* **What to produce**
Verbatim, and with nothing else, reproduce the data below from its first line through the line containing "so the whole".

* **Information provided**
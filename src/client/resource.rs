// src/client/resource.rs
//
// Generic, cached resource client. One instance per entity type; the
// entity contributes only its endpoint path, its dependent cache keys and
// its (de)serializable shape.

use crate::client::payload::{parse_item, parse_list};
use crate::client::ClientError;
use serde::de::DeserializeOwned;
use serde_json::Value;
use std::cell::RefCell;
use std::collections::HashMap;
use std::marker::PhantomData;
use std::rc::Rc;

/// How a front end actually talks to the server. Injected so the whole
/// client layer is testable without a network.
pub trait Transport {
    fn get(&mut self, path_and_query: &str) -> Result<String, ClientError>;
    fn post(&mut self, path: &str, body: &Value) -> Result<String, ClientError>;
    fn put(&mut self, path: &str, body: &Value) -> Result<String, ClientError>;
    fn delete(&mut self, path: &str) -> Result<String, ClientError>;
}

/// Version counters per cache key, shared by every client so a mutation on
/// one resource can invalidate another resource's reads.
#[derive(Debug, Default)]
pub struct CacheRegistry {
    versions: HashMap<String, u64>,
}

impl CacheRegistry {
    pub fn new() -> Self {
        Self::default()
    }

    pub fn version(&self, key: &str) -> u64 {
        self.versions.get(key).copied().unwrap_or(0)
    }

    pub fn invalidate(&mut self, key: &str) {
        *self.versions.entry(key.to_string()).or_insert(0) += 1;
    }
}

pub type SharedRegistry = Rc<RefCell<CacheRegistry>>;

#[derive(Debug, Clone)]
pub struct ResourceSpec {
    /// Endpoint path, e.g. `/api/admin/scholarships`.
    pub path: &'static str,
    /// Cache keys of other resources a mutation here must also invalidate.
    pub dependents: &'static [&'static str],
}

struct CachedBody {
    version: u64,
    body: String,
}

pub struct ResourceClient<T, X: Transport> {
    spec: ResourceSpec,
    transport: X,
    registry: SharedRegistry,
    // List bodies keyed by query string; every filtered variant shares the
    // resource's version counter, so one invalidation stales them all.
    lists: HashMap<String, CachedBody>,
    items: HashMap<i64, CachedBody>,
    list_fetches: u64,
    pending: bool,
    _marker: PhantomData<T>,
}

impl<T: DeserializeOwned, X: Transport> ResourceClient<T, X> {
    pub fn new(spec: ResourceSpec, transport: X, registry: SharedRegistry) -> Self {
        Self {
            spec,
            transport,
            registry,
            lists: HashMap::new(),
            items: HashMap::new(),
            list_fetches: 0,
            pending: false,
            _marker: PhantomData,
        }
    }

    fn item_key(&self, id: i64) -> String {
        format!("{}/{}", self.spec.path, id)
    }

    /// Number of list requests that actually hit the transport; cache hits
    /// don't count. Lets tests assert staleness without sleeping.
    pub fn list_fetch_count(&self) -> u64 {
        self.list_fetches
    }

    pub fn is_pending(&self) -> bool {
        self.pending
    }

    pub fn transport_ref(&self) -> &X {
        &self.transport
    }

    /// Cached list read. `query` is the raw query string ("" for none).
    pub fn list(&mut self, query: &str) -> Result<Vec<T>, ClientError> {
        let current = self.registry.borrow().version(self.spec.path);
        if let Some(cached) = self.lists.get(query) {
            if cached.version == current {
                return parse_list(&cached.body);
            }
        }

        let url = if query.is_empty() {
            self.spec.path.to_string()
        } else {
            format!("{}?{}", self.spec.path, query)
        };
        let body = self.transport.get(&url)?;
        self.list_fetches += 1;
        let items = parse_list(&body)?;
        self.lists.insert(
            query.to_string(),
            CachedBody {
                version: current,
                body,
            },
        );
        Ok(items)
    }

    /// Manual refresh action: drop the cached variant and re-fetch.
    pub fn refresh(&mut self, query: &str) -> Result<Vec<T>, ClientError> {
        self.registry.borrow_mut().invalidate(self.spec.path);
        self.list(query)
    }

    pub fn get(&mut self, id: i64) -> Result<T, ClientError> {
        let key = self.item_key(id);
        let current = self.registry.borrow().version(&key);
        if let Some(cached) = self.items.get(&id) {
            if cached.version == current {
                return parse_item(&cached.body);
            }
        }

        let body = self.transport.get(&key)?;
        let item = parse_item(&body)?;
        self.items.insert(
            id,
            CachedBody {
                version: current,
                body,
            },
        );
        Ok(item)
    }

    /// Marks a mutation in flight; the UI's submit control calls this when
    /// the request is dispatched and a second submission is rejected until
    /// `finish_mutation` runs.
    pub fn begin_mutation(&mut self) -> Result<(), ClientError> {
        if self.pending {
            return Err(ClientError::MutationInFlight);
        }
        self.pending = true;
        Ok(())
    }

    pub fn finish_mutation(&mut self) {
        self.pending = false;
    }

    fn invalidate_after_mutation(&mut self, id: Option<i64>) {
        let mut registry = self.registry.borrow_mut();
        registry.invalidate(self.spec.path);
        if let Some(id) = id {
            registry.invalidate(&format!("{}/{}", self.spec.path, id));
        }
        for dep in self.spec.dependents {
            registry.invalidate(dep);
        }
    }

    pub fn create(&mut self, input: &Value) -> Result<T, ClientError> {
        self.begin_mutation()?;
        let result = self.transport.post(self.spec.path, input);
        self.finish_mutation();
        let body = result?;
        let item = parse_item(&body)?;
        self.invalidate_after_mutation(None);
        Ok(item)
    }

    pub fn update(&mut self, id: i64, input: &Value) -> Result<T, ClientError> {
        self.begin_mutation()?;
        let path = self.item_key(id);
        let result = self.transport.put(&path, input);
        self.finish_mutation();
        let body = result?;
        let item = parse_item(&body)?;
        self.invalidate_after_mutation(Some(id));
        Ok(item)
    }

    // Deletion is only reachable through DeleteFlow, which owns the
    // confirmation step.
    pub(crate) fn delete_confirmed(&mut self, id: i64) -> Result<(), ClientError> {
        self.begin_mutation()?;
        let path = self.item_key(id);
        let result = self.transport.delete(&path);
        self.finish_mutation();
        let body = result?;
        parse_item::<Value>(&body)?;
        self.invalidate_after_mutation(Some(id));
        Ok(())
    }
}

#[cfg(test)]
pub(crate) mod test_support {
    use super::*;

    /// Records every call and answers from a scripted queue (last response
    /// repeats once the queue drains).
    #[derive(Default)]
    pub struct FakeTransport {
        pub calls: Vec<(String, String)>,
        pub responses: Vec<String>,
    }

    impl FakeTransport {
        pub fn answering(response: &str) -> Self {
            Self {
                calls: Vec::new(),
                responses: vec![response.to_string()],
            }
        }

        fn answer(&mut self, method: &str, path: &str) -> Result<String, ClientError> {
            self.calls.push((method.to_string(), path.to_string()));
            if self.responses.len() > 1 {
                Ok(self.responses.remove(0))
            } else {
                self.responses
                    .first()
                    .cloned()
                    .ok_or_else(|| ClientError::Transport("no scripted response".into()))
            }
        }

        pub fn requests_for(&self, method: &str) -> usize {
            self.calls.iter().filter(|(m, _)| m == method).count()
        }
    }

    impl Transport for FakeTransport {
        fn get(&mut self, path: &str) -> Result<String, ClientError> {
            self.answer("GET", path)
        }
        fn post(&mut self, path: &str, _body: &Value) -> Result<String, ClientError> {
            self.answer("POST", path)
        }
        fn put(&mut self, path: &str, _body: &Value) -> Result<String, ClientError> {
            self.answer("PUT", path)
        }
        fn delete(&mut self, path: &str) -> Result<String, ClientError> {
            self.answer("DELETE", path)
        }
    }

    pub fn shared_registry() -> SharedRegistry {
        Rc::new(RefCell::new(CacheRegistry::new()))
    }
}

* **Response below**
filename src/client/resource.rs
// src/client/resource.rs
//
// Generic, cached resource client. One instance per entity type; the
// entity contributes only its endpoint path, its dependent cache keys and
// its (de)serializable shape.

use crate::client::payload::{parse_item, parse_list};
use crate::client::ClientError;
use serde::de::DeserializeOwned;
use serde_json::Value;
use std::cell::RefCell;
use std::collections::HashMap;
use std::marker::PhantomData;
use std::rc::Rc;

/// How a front end actually talks to the server. Injected so the whole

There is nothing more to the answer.